◆ Instructions for the task: Set down, please, exactly the lines below that run from the line with "environment says otherwise" to the line with "pub fn parse(s: &str) -> Result<Self, uuid::Error>", both lines included.

START Given information

use crate::error::{AcademyError, Result};
use libsql::{Builder, Connection, Database};
use std::path::{Path, PathBuf};
use tracing::info;

pub struct DatabaseManager {
    db: Database,
    path: PathBuf,
}

impl DatabaseManager {
    /// Open (or create) the SQLite database file at `path`
    pub async fn open(path: impl AsRef<Path>) -> Result<Self> {
        let path = path.as_ref().to_path_buf();
        if let Some(parent) = path.parent().filter(|p| !p.as_os_str().is_empty()) {
            std::fs::create_dir_all(parent)?;
        }

        info!("Opening database at {}", path.display());

        let db = Builder::new_local(&path)
            .build()
            .await
            .map_err(|e| AcademyError::Database {
                message: format!("Failed to open database: {e}"),
            })?;

        Ok(Self { db, path })
    }

    pub fn path(&self) -> &Path {
        &self.path
    }

    /// Get a connection to the database with foreign keys enforced
    pub async fn get_connection(&self) -> Result<Connection> {
        let conn = self.db.connect().map_err(|e| AcademyError::Database {
            message: format!("Failed to get database connection: {e}"),
        })?;

        conn.execute("PRAGMA foreign_keys = ON", libsql::params![])
            .await
            .map_err(|e| AcademyError::Database {
                message: format!("Failed to enable foreign keys: {e}"),
            })?;

        Ok(conn)
    }

    /// Run database migrations
    pub async fn run_migrations(&self) -> Result<()> {
        info!("Running database migrations...");

        let conn = self.get_connection().await?;

        let migration_sql = include_str!("../migrations/001_create_academy_schema.sql");
        conn.execute_batch(migration_sql)
            .await
            .map_err(|e| AcademyError::Database {
                message: format!("Failed to run migrations: {e}"),
            })?;

        info!("Database migrations completed successfully");
        Ok(())
    }

    /// Clear all data from the database (useful for development)
    pub async fn clear_all_data(&self) -> Result<()> {
        let conn = self.get_connection().await?;

        // Children before parents (foreign key constraints)
        for table in ["course_registrations", "lessons", "courses", "categories", "users"] {
            conn.execute(&format!("DELETE FROM {table}"), libsql::params![])
                .await
                .map_err(|e| AcademyError::Database {
                    message: format!("Failed to clear {table}: {e}"),
                })?;
        }

        info!("Cleared all data from database");
        Ok(())
    }
}
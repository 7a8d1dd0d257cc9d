use crate::catalog::Catalog;
use crate::config::Config;
use crate::storage::Storage;
use std::sync::Arc;

#[derive(Clone)]
pub struct AppState {
    pub catalog: Catalog,
    pub config: Arc<Config>,
}

impl AppState {
    pub fn new(storage: Arc<dyn Storage>, config: Config) -> Self {
        let catalog = Catalog::new(storage, config.storage.upload_root.clone());
        Self {
            catalog,
            config: Arc::new(config),
        }
    }
}
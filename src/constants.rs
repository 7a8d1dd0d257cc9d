/// Names shared by the web layer, storage and the CLI

pub const SERVICE_NAME: &str = "hi-academy";

// Admin session cookie
pub const ADMIN_COOKIE: &str = "admin-session";
pub const ADMIN_LOGIN_PATH: &str = "/admin/login";

// Upload layout: files live under <upload_root>/courses/<slug>/ and are
// served from /media/courses/<slug>/
pub const COURSES_DIR: &str = "courses";
pub const MEDIA_URL_PREFIX: &str = "/media";

// Number of courses shown on the home page and the admin dashboard
pub const FEATURED_COURSES: usize = 3;
pub const RECENT_COURSES: usize = 3;

// Category filter value that disables filtering
pub const ALL_CATEGORIES: &str = "all";

// Default locations used when neither config.toml nor the environment says otherwise
pub const DEFAULT_CONFIG_PATH: &str = "config.toml";
pub const DEFAULT_DATABASE_PATH: &str = "data/academy.db";
pub const DEFAULT_UPLOAD_ROOT: &str = "public";
pub const DEFAULT_LOG_DIR: &str = "logs";
pub const DEFAULT_PORT: u16 = 3000;
pub const DEFAULT_SESSION_MAX_AGE_SECS: u64 = 60 * 60 * 24 * 7;
pub const DEFAULT_MAX_UPLOAD_BYTES: usize = 512 * 1024 * 1024;
//! Strongly-typed ID wrappers for all entity types
//!
//! Using newtype wrappers prevents accidentally mixing up IDs from different
//! entity types at compile time.

use serde::{Deserialize, Serialize};
use std::fmt;
use std::str::FromStr;
use uuid::Uuid;

/// Macro to generate ID newtype wrappers
macro_rules! define_id {
    ($name:ident, $display_prefix:literal) => {
        #[derive(Debug, Clone, Copy, PartialEq, Eq, Hash, Serialize, Deserialize)]
        #[serde(transparent)]
        pub struct $name(Uuid);

        impl $name {
            /// Create a new random ID
            pub fn new() -> Self {
                Self(Uuid::new_v4())
            }

            /// Create an ID from an existing UUID
            pub fn from_uuid(uuid: Uuid) -> Self {
                Self(uuid)
            }

            /// Get the underlying UUID
            pub fn as_uuid(&self) -> &Uuid {
                &self.0
            }

            /// Parse an ID from a string
            pub fn parse(s: &str) -> Result<Self, uuid::Error> {
                Ok(Self(Uuid::parse_str(s)?))
            }

            /// Check whether the short display form (e.g. `per-1a2b3c4d`) or
            /// a bare UUID prefix refers to this ID
            pub fn matches_short(&self, s: &str) -> bool {
                let s = s.strip_prefix($display_prefix).unwrap_or(s);
                s.len() >= 8 && self.0.to_string().starts_with(&s.to_lowercase())
            }
        }

        impl Default for $name {
            fn default() -> Self {
                Self::new()
            }
        }

        impl fmt::Display for $name {
            fn fmt(&self, f: &mut fmt::Formatter<'_>) -> fmt::Result {
                write!(f, "{}{}", $display_prefix, &self.0.to_string()[..8])
            }
        }

        impl From<Uuid> for $name {
            fn from(uuid: Uuid) -> Self {
                Self(uuid)
            }
        }

        impl FromStr for $name {
            type Err = uuid::Error;

            fn from_str(s: &str) -> Result<Self, Self::Err> {
                // Try to parse the full UUID
                if let Ok(uuid) = Uuid::parse_str(s) {
                    return Ok(Self(uuid));
                }
                let s = s.strip_prefix($display_prefix).unwrap_or(s);
                Ok(Self(Uuid::parse_str(s)?))
            }
        }
    };
}

define_id!(PersonId, "per-");
define_id!(CategoryId, "cat-");
define_id!(TransactionId, "txn-");
//! Audit logging for expense-control
//!
//! Every create, update and delete performed through the services is
//! appended to `audit.log` as one JSON object per line (JSONL), with
//! before/after snapshots of the entity and a short change summary.
//!
//! - `AuditEntry`: one logged operation.
//! - `AuditLogger`: appends entries and reads them back.
//! - `generate_diff`: top-level field changes between two snapshots.

mod diff;
mod entry;
mod logger;

pub use diff::generate_diff;
pub use entry::{AuditEntry, EntityType, Operation};
pub use logger::AuditLogger;
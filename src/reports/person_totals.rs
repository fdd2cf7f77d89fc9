//! Totals by person
//!
//! Income, expense and balance for every person, plus grand totals.

use std::io::Write;

use crate::display::truncate;
use crate::error::ExpenseResult;
use crate::models::PersonId;
use crate::storage::Storage;

use super::totals::{compute_totals, Totals};

/// One person's row in the report
#[derive(Debug, Clone, PartialEq, Eq)]
pub struct PersonTotalsRow {
    pub person_id: PersonId,
    pub name: String,
    pub age: i32,
    pub totals: Totals,
}

/// Totals for every person, ordered by name
#[derive(Debug, Clone)]
pub struct PersonTotalsReport {
    pub rows: Vec<PersonTotalsRow>,
    pub grand_totals: Totals,
}

impl PersonTotalsReport {
    /// Build the report over every stored transaction
    pub fn generate(storage: &Storage) -> ExpenseResult<Self> {
        let persons = storage.persons.get_all()?;
        let transactions = storage.transactions.get_all()?;

        let keys: Vec<_> = persons.iter().map(|p| p.id()).collect();
        let (groups, grand_totals) = compute_totals(&transactions, &keys, |t| t.person_id())?;

        let rows = persons
            .iter()
            .zip(groups)
            .map(|(person, (_, totals))| PersonTotalsRow {
                person_id: person.id(),
                name: person.name().to_string(),
                age: person.age(),
                totals,
            })
            .collect();

        Ok(Self { rows, grand_totals })
    }

    /// Format the report for terminal display
    pub fn format_terminal(&self, currency: &str) -> String {
        let mut output = String::new();

        output.push_str("Totals by Person\n");
        output.push_str(&"=".repeat(78));
        output.push('\n');
        output.push_str(&format!(
            "{:<30} {:>5} {:>13} {:>13} {:>13}\n",
            "Person", "Age", "Income", "Expense", "Balance"
        ));
        output.push_str(&"-".repeat(78));
        output.push('\n');

        if self.rows.is_empty() {
            output.push_str("No persons registered.\n");
        }

        for row in &self.rows {
            output.push_str(&format!(
                "{:<30} {:>5} {:>13} {:>13} {:>13}\n",
                truncate(&row.name, 30),
                row.age,
                row.totals.income.format_with_symbol(currency),
                row.totals.expense.format_with_symbol(currency),
                row.totals.balance().format_with_symbol(currency)
            ));
        }

        output.push_str(&"-".repeat(78));
        output.push('\n');
        output.push_str(&format!(
            "{:<36} {:>13} {:>13} {:>13}\n",
            "TOTAL",
            self.grand_totals.income.format_with_symbol(currency),
            self.grand_totals.expense.format_with_symbol(currency),
            self.grand_totals.balance().format_with_symbol(currency)
        ));

        output
    }

    /// Export the report as CSV, ending with a TOTAL row
    pub fn export_csv<W: Write>(&self, writer: W) -> ExpenseResult<()> {
        let mut csv = csv::Writer::from_writer(writer);

        csv.write_record(["Person ID", "Name", "Age", "Income", "Expense", "Balance"])?;

        for row in &self.rows {
            csv.write_record([
                row.person_id.as_uuid().to_string(),
                row.name.clone(),
                row.age.to_string(),
                row.totals.income.to_decimal_string(),
                row.totals.expense.to_decimal_string(),
                row.totals.balance().to_decimal_string(),
            ])?;
        }

        csv.write_record([
            String::new(),
            "TOTAL".to_string(),
            String::new(),
            self.grand_totals.income.to_decimal_string(),
            self.grand_totals.expense.to_decimal_string(),
            self.grand_totals.balance().to_decimal_string(),
        ])?;

        csv.flush()?;
        Ok(())
    }
}
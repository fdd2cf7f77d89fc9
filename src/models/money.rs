//! Money type for representing currency amounts
//!
//! Amounts are stored as integer cents so that totals and balances add up
//! exactly. This is the crate's decimal type for transaction values.

use serde::{Deserialize, Serialize};
use std::fmt;
use std::ops::{Add, AddAssign, Neg, Sub, SubAssign};
use std::str::FromStr;

/// A monetary amount in cents (hundredths of the currency unit)
#[derive(Debug, Clone, Copy, PartialEq, Eq, PartialOrd, Ord, Hash, Serialize, Deserialize)]
#[serde(transparent)]
pub struct Money(i64);

impl Money {
    /// Largest amount a single value may hold: 999,999,999,999.99
    pub const MAX: Money = Money(99_999_999_999_999);

    /// Create a Money amount from cents
    ///
    /// # Examples
    /// ```
    /// use expense_control::models::Money;
    /// let amount = Money::from_cents(1050); // 10.50
    /// assert_eq!(amount.to_string(), "$10.50");
    /// ```
    pub const fn from_cents(cents: i64) -> Self {
        Self(cents)
    }

    pub const fn zero() -> Self {
        Self(0)
    }

    pub const fn cents(&self) -> i64 {
        self.0
    }

    /// Whole units, truncated toward zero
    pub const fn units(&self) -> i64 {
        self.0 / 100
    }

    /// The cents portion (0-99)
    pub const fn cents_part(&self) -> i64 {
        (self.0 % 100).abs()
    }

    pub const fn is_zero(&self) -> bool {
        self.0 == 0
    }

    pub const fn is_positive(&self) -> bool {
        self.0 > 0
    }

    pub const fn is_negative(&self) -> bool {
        self.0 < 0
    }

    pub const fn abs(&self) -> Self {
        Self(self.0.abs())
    }

    /// Addition that returns `None` instead of overflowing
    pub fn checked_add(self, other: Self) -> Option<Self> {
        self.0.checked_add(other.0).map(Self)
    }

    /// Parse a money amount from a string
    ///
    /// Accepts `10`, `10.5`, `10.50`, `$10.50`, `-10.50` and `1,234.56`.
    /// More than two fractional digits is rejected rather than rounded, and so
    /// is any magnitude above [`Money::MAX`].
    pub fn parse(s: &str) -> Result<Self, MoneyParseError> {
        let original = s;
        let invalid = || MoneyParseError::InvalidFormat(original.to_string());

        let s = s.trim();
        let (negative, s) = match s.strip_prefix('-') {
            Some(rest) => (true, rest),
            None => (false, s),
        };
        let s = s.strip_prefix('$').unwrap_or(s).replace(',', "");

        let (whole, frac) = match s.split_once('.') {
            Some((whole, frac)) => (whole, frac),
            None => (s.as_str(), ""),
        };

        if whole.is_empty() && frac.is_empty() {
            return Err(invalid());
        }
        if !whole.chars().all(|c| c.is_ascii_digit()) || !frac.chars().all(|c| c.is_ascii_digit()) {
            return Err(invalid());
        }
        if frac.len() > 2 {
            return Err(MoneyParseError::TooPrecise(original.to_string()));
        }

        let units: i64 = if whole.is_empty() {
            0
        } else {
            whole
                .parse()
                .map_err(|_| MoneyParseError::OutOfRange(original.to_string()))?
        };
        let cents: i64 = match frac.len() {
            0 => 0,
            1 => frac.parse::<i64>().map_err(|_| invalid())? * 10,
            _ => frac.parse().map_err(|_| invalid())?,
        };

        let total = units
            .checked_mul(100)
            .and_then(|v| v.checked_add(cents))
            .ok_or_else(|| MoneyParseError::OutOfRange(original.to_string()))?;
        if total > Self::MAX.0 {
            return Err(MoneyParseError::OutOfRange(original.to_string()));
        }

        Ok(Self(if negative { -total } else { total }))
    }

    /// Format with a custom currency symbol
    pub fn format_with_symbol(&self, symbol: &str) -> String {
        let sign = if self.is_negative() { "-" } else { "" };
        format!(
            "{}{}{}.{:02}",
            sign,
            symbol,
            self.units().abs(),
            self.cents_part()
        )
    }

    /// Plain decimal form without a symbol (`-10.50`), used for CSV output
    pub fn to_decimal_string(&self) -> String {
        self.format_with_symbol("")
    }
}

impl Default for Money {
    fn default() -> Self {
        Self::zero()
    }
}

impl fmt::Display for Money {
    fn fmt(&self, f: &mut fmt::Formatter<'_>) -> fmt::Result {
        write!(f, "{}", self.format_with_symbol("$"))
    }
}

impl FromStr for Money {
    type Err = MoneyParseError;

    fn from_str(s: &str) -> Result<Self, Self::Err> {
        Self::parse(s)
    }
}

impl Add for Money {
    type Output = Self;

    fn add(self, other: Self) -> Self {
        Self(self.0 + other.0)
    }
}

impl AddAssign for Money {
    fn add_assign(&mut self, other: Self) {
        self.0 += other.0;
    }
}

impl Sub for Money {
    type Output = Self;

    fn sub(self, other: Self) -> Self {
        Self(self.0 - other.0)
    }
}

impl SubAssign for Money {
    fn sub_assign(&mut self, other: Self) {
        self.0 -= other.0;
    }
}

impl Neg for Money {
    type Output = Self;

    fn neg(self) -> Self {
        Self(-self.0)
    }
}

impl std::iter::Sum for Money {
    fn sum<I: Iterator<Item = Self>>(iter: I) -> Self {
        iter.fold(Money::zero(), |acc, m| acc + m)
    }
}

/// Error type for money parsing
#[derive(Debug, Clone, PartialEq, Eq)]
pub enum MoneyParseError {
    InvalidFormat(String),
    TooPrecise(String),
    OutOfRange(String),
}

impl fmt::Display for MoneyParseError {
    fn fmt(&self, f: &mut fmt::Formatter<'_>) -> fmt::Result {
        match self {
            Self::InvalidFormat(s) => write!(f, "Invalid money format: {}", s),
            Self::TooPrecise(s) => {
                write!(f, "Invalid money format: {} (at most 2 decimal places)", s)
            }
            Self::OutOfRange(s) => write!(f, "Amount out of range: {} (max {})", s, Money::MAX),
        }
    }
}

impl std::error::Error for MoneyParseError {}

#[cfg(test)]
mod tests {
    use super::*;

    #[test]
    fn test_from_cents() {
        let m = Money::from_cents(1050);
        assert_eq!(m.cents(), 1050);
        assert_eq!(m.units(), 10);
        assert_eq!(m.cents_part(), 50);
    }

    #[test]
    fn test_display() {
        assert_eq!(Money::from_cents(1050).to_string(), "$10.50");
        assert_eq!(Money::from_cents(0).to_string(), "$0.00");
        assert_eq!(Money::from_cents(-1050).to_string(), "-$10.50");
        assert_eq!(Money::from_cents(-5).to_string(), "-$0.05");
        assert_eq!(Money::from_cents(-1050).format_with_symbol("R$"), "-R$10.50");
        assert_eq!(Money::from_cents(-20000).to_decimal_string(), "-200.00");
    }

    #[test]
    fn test_arithmetic() {
        let a = Money::from_cents(1000);
        let b = Money::from_cents(500);

        assert_eq!((a + b).cents(), 1500);
        assert_eq!((a - b).cents(), 500);
        assert_eq!((-a).cents(), -1000);
    }

    #[test]
    fn test_parse() {
        assert_eq!(Money::parse("10.50").unwrap().cents(), 1050);
        assert_eq!(Money::parse("$10.50").unwrap().cents(), 1050);
        assert_eq!(Money::parse("-10.50").unwrap().cents(), -1050);
        assert_eq!(Money::parse("10").unwrap().cents(), 1000);
        assert_eq!(Money::parse("10.5").unwrap().cents(), 1050);
        assert_eq!(Money::parse("0.05").unwrap().cents(), 5);
        assert_eq!(Money::parse(".5").unwrap().cents(), 50);
        assert_eq!(Money::parse("1,234.56").unwrap().cents(), 123456);
        assert_eq!(" 300.00 ".parse::<Money>().unwrap().cents(), 30000);
    }

    #[test]
    fn test_parse_rejects_garbage() {
        assert!(Money::parse("").is_err());
        assert!(Money::parse("abc").is_err());
        assert!(Money::parse("1.2.3").is_err());
        assert!(Money::parse("-").is_err());
        assert!(matches!(
            Money::parse("10.505"),
            Err(MoneyParseError::TooPrecise(_))
        ));
    }

    #[test]
    fn test_parse_rejects_amounts_above_max() {
        assert_eq!(Money::parse("999999999999.99"), Ok(Money::MAX));
        assert!(matches!(
            Money::parse("1000000000000"),
            Err(MoneyParseError::OutOfRange(_))
        ));
        assert!(matches!(
            Money::parse("92233720368547758.07"),
            Err(MoneyParseError::OutOfRange(_))
        ));
        assert!(matches!(
            Money::parse("99999999999999999999"),
            Err(MoneyParseError::OutOfRange(_))
        ));
    }

    #[test]
    fn test_checked_add() {
        let a = Money::from_cents(1000);
        assert_eq!(a.checked_add(a), Some(Money::from_cents(2000)));
        assert_eq!(Money::from_cents(i64::MAX).checked_add(a), None);
    }

    #[test]
    fn test_sum() {
        let total: Money = [100, 200, 300].into_iter().map(Money::from_cents).sum();
        assert_eq!(total.cents(), 600);
    }

    #[test]
    fn test_serialization() {
        let m = Money::from_cents(1050);
        let json = serde_json::to_string(&m).unwrap();
        assert_eq!(json, "1050");
        let deserialized: Money = serde_json::from_str(&json).unwrap();
        assert_eq!(m, deserialized);
    }
}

END Given information

◆ Worked solution:
// Default locations used when neither config.toml nor the environment says otherwise
pub const DEFAULT_CONFIG_PATH: &str = "config.toml";
pub const DEFAULT_DATABASE_PATH: &str = "data/academy.db";
pub const DEFAULT_UPLOAD_ROOT: &str = "public";
pub const DEFAULT_LOG_DIR: &str = "logs";
pub const DEFAULT_PORT: u16 = 3000;
pub const DEFAULT_SESSION_MAX_AGE_SECS: u64 = 60 * 60 * 24 * 7;
pub const DEFAULT_MAX_UPLOAD_BYTES: usize = 512 * 1024 * 1024;
//! Strongly-typed ID wrappers for all entity types
//!
//! Using newtype wrappers prevents accidentally mixing up IDs from different
//! entity types at compile time.

use serde::{Deserialize, Serialize};
use std::fmt;
use std::str::FromStr;
use uuid::Uuid;

/// Macro to generate ID newtype wrappers
macro_rules! define_id {
    ($name:ident, $display_prefix:literal) => {
        #[derive(Debug, Clone, Copy, PartialEq, Eq, Hash, Serialize, Deserialize)]
        #[serde(transparent)]
        pub struct $name(Uuid);

        impl $name {
            /// Create a new random ID
            pub fn new() -> Self {
                Self(Uuid::new_v4())
            }

            /// Create an ID from an existing UUID
            pub fn from_uuid(uuid: Uuid) -> Self {
                Self(uuid)
            }

            /// Get the underlying UUID
            pub fn as_uuid(&self) -> &Uuid {
                &self.0
            }

            /// Parse an ID from a string
            pub fn parse(s: &str) -> Result<Self, uuid::Error> {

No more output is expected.